#### YOUR INSTRUCTIONS
Find every line in the records that holds the string "RwLock". Copy each one.

EXERCISE INPUTS: Begin

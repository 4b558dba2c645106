//! Database name registry.
//!
//! Central allowlist of valid graph database names. Registration is
//! idempotent and append-only under a lock; every downstream component
//! consults the registry before accepting a database name from input.

use std::collections::BTreeSet;
use std::sync::RwLock;

use once_cell::sync::Lazy;
use regex::Regex;

use crate::error::{OrchestratorError, OrchestratorResult};

/// Database names: alphanumeric, must start with a letter. Case-sensitive.
static DB_NAME_RE: Lazy<Regex> =
    Lazy::new(|| Regex::new(r"^[A-Za-z][A-Za-z0-9]*$").expect("db name regex"));

/// Cypher labels and relationship types: letters, digits, underscore; must
/// not start with a digit.
static LABEL_RE: Lazy<Regex> =
    Lazy::new(|| Regex::new(r"^[A-Za-z_][A-Za-z0-9_]*$").expect("label regex"));

/// Databases hidden from user-facing listings: driver defaults plus the
/// trace store.
const SYSTEM_DATABASES: &[&str] = &["neo4j", "system", "agenttraces"];

/// Seed set present in every deployment.
const SEED_DATABASES: &[&str] = &["neo4j", "system", "kgnormal", "kgfibo", "agenttraces"];

pub fn is_valid_db_name(name: &str) -> bool {
    DB_NAME_RE.is_match(name)
}

pub fn is_valid_label(value: &str) -> bool {
    LABEL_RE.is_match(value)
}

/// Validate a batch of Cypher identifiers (labels, property names, index
/// names) before any of them is interpolated into a statement.
pub fn validate_labels(values: &[String], field: &str) -> OrchestratorResult<Vec<String>> {
    let mut cleaned = Vec::new();
    for value in values {
        let ident = value.trim();
        if ident.is_empty() {
            continue;
        }
        if !is_valid_label(ident) {
            return Err(OrchestratorError::InvalidIdentifier(format!(
                "'{ident}' in '{field}'"
            )));
        }
        cleaned.push(ident.to_string());
    }
    if cleaned.is_empty() {
        return Err(OrchestratorError::InvalidIdentifier(format!(
            "'{field}' must contain at least one identifier"
        )));
    }
    Ok(cleaned)
}

/// Runtime-extensible registry of database names.
pub struct DatabaseRegistry {
    databases: RwLock<BTreeSet<String>>,
}

impl Default for DatabaseRegistry {
    fn default() -> Self {
        Self::new()
    }
}

impl DatabaseRegistry {
    pub fn new() -> Self {
        Self {
            databases: RwLock::new(SEED_DATABASES.iter().map(|s| s.to_string()).collect()),
        }
    }

    /// Start from an explicit set instead of the seeds. Invalid names are
    /// rejected, not skipped.
    pub fn with_databases(names: &[&str]) -> OrchestratorResult<Self> {
        let registry = Self {
            databases: RwLock::new(BTreeSet::new()),
        };
        for name in names {
            registry.register(name)?;
        }
        Ok(registry)
    }

    /// Register a database name after validation. Idempotent.
    pub fn register(&self, name: &str) -> OrchestratorResult<()> {
        if !is_valid_db_name(name) {
            return Err(OrchestratorError::InvalidIdentifier(format!(
                "database name '{name}'"
            )));
        }
        self.databases
            .write()
            .expect("registry lock poisoned")
            .insert(name.to_string());
        Ok(())
    }

    pub fn is_registered(&self, name: &str) -> bool {
        self.databases
            .read()
            .expect("registry lock poisoned")
            .contains(name)
    }

    /// User-facing database names, excluding system databases and the trace
    /// store.
    pub fn list_user_databases(&self) -> Vec<String> {
        self.databases
            .read()
            .expect("registry lock poisoned")
            .iter()
            .filter(|name| !SYSTEM_DATABASES.contains(&name.as_str()))
            .cloned()
            .collect()
    }

    /// Check a request-supplied database name: shape first, then membership.
    pub fn check(&self, name: &str) -> OrchestratorResult<()> {
        if !is_valid_db_name(name) {
            return Err(OrchestratorError::InvalidIdentifier(format!(
                "database name '{name}'"
            )));
        }
        if !self.is_registered(name) {
            return Err(OrchestratorError::NotRegistered(name.to_string()));
        }
        Ok(())
    }
}

#[cfg(test)]
mod tests {
    use super::*;

    #[test]
    fn seed_databases_are_registered() {
        let registry = DatabaseRegistry::new();
        assert!(registry.is_registered("kgnormal"));
        assert!(registry.is_registered("agenttraces"));
    }

    #[test]
    fn user_listing_excludes_system_and_trace_store() {
        let registry = DatabaseRegistry::new();
        let dbs = registry.list_user_databases();
        assert!(dbs.contains(&"kgnormal".to_string()));
        assert!(dbs.contains(&"kgfibo".to_string()));
        assert!(!dbs.contains(&"neo4j".to_string()));
        assert!(!dbs.contains(&"system".to_string()));
        assert!(!dbs.contains(&"agenttraces".to_string()));
    }

    #[test]
    fn registration_validates_and_is_idempotent() {
        let registry = DatabaseRegistry::new();
        registry.register("kgruntime").unwrap();
        registry.register("kgruntime").unwrap();
        assert!(registry.is_registered("kgruntime"));

        assert!(matches!(
            registry.register("9bad"),
            Err(OrchestratorError::InvalidIdentifier(_))
        ));
        assert!(matches!(
            registry.register("bad name"),
            Err(OrchestratorError::InvalidIdentifier(_))
        ));
        assert!(matches!(
            registry.register("bad_name"),
            Err(OrchestratorError::InvalidIdentifier(_))
        ));
    }

    #[test]
    fn names_are_case_sensitive() {
        let registry = DatabaseRegistry::new();
        assert!(registry.is_registered("kgnormal"));
        assert!(!registry.is_registered("KGnormal"));
    }

    #[test]
    fn check_distinguishes_shape_from_membership() {
        let registry = DatabaseRegistry::new();
        assert!(matches!(
            registry.check("bad name"),
            Err(OrchestratorError::InvalidIdentifier(_))
        ));
        assert!(matches!(
            registry.check("kgunknown"),
            Err(OrchestratorError::NotRegistered(_))
        ));
        registry.check("kgnormal").unwrap();
    }

    #[test]
    fn label_validation() {
        assert!(is_valid_label("Company"));
        assert!(is_valid_label("_internal"));
        assert!(is_valid_label("Entity_2"));
        assert!(!is_valid_label("Bad Label"));
        assert!(!is_valid_label("2fast"));
        assert!(!is_valid_label(""));

        let err = validate_labels(&["Bad Label".to_string()], "labels");
        assert!(matches!(err, Err(OrchestratorError::InvalidIdentifier(_))));

        let ok = validate_labels(
            &[" Company ".to_string(), "Person".to_string()],
            "labels",
        )
        .unwrap();
        assert_eq!(ok, vec!["Company".to_string(), "Person".to_string()]);
    }
}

EXERCISE INPUTS: End

#### SOLUTION FOR THIS TASK
use std::sync::RwLock;
    databases: RwLock<BTreeSet<String>>,
            databases: RwLock::new(SEED_DATABASES.iter().map(|s| s.to_string()).collect()),
            databases: RwLock::new(BTreeSet::new()),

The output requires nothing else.